» **Exercise description**: Make a tally of the lines in the records that include the string "collector", and give only that number.

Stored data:
"""
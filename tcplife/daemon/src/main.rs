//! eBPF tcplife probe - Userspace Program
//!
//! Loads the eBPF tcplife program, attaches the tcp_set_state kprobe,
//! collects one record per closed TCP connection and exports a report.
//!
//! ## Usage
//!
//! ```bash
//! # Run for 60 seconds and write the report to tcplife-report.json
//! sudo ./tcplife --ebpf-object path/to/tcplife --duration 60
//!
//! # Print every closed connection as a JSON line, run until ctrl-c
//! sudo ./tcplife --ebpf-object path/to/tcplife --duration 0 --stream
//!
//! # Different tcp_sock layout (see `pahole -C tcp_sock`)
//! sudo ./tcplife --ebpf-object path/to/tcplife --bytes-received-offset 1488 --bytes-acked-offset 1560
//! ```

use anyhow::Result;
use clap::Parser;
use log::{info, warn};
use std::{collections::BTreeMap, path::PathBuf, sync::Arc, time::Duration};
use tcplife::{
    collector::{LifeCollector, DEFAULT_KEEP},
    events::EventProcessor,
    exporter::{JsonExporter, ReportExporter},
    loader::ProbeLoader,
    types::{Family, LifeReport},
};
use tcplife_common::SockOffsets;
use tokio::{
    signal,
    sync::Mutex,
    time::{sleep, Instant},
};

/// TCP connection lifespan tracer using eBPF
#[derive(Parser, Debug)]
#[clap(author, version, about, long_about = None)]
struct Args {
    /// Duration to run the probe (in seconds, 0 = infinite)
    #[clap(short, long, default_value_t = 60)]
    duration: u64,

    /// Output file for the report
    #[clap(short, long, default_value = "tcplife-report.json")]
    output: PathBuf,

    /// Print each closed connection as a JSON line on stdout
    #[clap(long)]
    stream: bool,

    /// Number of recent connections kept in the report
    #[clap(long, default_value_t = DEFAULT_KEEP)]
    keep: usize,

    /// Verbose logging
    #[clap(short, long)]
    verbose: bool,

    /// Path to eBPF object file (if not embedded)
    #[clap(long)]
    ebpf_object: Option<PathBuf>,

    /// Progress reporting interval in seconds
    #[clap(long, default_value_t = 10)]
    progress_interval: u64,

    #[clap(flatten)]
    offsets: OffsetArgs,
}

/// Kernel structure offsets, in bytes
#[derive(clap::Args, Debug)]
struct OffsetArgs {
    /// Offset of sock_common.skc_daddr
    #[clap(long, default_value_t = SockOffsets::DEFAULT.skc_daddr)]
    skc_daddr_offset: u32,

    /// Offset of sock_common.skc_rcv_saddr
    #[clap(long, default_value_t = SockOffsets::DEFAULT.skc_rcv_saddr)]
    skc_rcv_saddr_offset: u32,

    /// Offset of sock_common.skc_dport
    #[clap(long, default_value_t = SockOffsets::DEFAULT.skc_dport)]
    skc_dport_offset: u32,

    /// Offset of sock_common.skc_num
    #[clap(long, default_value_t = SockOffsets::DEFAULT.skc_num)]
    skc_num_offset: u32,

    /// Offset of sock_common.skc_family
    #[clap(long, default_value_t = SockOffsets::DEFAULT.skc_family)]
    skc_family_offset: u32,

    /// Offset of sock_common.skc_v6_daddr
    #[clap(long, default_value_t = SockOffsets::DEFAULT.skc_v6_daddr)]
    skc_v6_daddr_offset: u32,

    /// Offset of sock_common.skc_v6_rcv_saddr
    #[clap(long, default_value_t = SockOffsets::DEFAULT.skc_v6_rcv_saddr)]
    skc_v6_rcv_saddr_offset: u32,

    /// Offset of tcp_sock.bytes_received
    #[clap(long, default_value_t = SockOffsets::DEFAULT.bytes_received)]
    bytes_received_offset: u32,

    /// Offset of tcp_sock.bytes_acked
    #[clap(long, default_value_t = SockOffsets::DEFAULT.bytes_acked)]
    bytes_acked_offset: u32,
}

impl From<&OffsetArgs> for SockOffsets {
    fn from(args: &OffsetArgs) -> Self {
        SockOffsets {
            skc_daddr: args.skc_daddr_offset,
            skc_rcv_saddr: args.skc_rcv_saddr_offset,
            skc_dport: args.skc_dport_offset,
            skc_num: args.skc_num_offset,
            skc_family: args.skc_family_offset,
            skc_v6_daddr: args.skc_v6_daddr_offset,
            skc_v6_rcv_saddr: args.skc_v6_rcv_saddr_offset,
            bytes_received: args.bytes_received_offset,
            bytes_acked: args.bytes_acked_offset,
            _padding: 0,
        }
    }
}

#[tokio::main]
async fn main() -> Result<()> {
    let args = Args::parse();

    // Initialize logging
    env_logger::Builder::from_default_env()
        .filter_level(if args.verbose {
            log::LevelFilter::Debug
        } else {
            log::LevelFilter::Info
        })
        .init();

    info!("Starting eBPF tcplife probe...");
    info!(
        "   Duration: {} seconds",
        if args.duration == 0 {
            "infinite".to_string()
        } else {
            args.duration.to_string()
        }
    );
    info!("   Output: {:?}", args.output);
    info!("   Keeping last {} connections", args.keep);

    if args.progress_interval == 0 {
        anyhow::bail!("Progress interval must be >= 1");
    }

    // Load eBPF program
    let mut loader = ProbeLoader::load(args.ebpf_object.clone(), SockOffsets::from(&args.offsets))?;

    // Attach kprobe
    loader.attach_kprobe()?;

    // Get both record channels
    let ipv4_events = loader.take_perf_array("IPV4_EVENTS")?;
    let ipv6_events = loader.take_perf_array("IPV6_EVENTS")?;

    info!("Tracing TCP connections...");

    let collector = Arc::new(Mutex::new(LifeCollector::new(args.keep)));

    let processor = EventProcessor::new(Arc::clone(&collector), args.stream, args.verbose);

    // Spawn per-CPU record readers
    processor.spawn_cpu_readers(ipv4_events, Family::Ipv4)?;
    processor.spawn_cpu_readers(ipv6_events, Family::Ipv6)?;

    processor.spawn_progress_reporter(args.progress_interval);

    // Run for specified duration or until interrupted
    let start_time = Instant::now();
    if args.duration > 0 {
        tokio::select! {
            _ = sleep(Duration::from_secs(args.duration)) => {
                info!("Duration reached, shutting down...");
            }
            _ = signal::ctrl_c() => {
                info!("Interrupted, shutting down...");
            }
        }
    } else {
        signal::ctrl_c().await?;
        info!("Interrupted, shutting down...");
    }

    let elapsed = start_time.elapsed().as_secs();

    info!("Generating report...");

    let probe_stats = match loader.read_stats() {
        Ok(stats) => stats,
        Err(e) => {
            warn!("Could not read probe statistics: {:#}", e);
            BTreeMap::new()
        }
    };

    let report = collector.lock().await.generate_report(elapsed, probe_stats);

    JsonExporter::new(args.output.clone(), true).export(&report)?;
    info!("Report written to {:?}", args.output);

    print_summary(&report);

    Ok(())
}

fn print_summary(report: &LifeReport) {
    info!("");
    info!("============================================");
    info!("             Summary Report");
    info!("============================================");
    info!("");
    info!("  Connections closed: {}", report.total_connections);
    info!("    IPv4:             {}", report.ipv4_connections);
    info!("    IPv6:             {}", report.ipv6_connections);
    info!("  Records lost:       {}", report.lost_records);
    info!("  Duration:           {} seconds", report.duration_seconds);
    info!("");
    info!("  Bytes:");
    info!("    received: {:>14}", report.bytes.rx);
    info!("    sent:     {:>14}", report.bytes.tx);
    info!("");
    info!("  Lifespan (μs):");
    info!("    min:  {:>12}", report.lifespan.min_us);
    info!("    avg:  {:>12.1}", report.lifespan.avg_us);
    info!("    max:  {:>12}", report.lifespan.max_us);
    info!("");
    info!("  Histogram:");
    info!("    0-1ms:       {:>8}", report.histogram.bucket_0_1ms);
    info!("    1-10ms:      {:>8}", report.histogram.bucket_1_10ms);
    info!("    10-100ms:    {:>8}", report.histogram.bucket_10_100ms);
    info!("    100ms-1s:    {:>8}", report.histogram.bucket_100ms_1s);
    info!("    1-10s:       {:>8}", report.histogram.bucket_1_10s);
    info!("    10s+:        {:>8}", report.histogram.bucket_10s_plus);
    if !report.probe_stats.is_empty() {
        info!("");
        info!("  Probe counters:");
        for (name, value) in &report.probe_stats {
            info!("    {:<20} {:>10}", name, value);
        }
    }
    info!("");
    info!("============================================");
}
"""
» **Output for this exercise**: 4